Documentation Matters

Textual Documentation Error

I Got Burned by a Bug in the Textual Docs — and It Brought Back a Memory

I’ve been building a modern terminal UI in Python using the excellent Textual framework. It’s sharp, fast, and honestly pretty fun. But recently I hit a wall trying to send a custom message from a component to the main app.

Everything looked right:

class InitialSetup(Container):

    class SubmitForm(Message):
        def __init__(self, form_data: dict) -> None:
            super().__init__()
            self.form_data = form_data

    async def on_button_pressed(self, event: Button.Pressed) -> None:
        self.app.post_message(self.SubmitForm({"foo": "bar"}))

I expected on_submit_form in my app to pick it up. Nothing happened. No error. No crash. Just… silence.

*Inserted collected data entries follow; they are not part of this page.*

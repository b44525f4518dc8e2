//! Geometry batcher, BSP spatial index and liquid tile encoder for a single
//! WMO group's render payloads (spec.md §1): takes a pre-triangulated mesh
//! plus named attribute layers and produces deduplicated vertex streams,
//! render batches, a triangle-material table, a BSP spatial index and,
//! optionally, a liquid tile grid — all as read-only byte-range views ready
//! for the outer chunk-file writer to frame.
//!
//! Out of scope (spec.md §1): triangulation, UV unwrapping, normal
//! recomputation, file I/O, and concurrency across meshes. This crate
//! consumes its input mesh by reference and runs synchronously to
//! completion inside [`GeometryBatcher::new`].

pub mod attrs;
pub mod batcher;
pub mod color;
pub mod input;
pub mod liquid;
pub mod math;
pub mod types;

pub use batcher::{BatcherConfig, BatcherNotice, GeometryBatcher};
pub use liquid::LiquidConfig;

After two days of debugging — checking IDs, inheritance, message dispatch paths — I finally discovered the issue: nested message classes don’t get dispatched properly when used across module boundaries.

In other words, the docs said this was fine:

class SomeWidget:
    class MyMessage(Message): ...

But in a real-world app with multiple files and imports? It just fails silently. As soon as I moved the SubmitForm message out of the nested class and made it top-level, it worked perfectly.


The Time I email Guido

Years ago, I spent three days trying to figure out how a particular feature in Python worked. I eventually stumbled on a slide from a talk by Guido van Rossum that cleared everything up.

So I emailed him. Politely. Explained the issue, and suggested adding that explanation to the official documentation.

He responded! Graciously. And… added me to the list of Python documentation contributors.

You can still find my name in the Python 3.2.2 docs. Not bad for a bug report.


Documentation Matters

That experience shaped the way I think about docs. When they’re right, you don’t notice them. But when they’re wrong — even subtly — they can drain days of your life.

So I’ve opened a GitHub issue with the Textual team, pointing out that their “nested message class” example only works in single-file apps. It needs a fix — or at the very least, a warning.

Because if it happened to me, it’ll happen to someone else. And they might not have a slide from Guido to save them.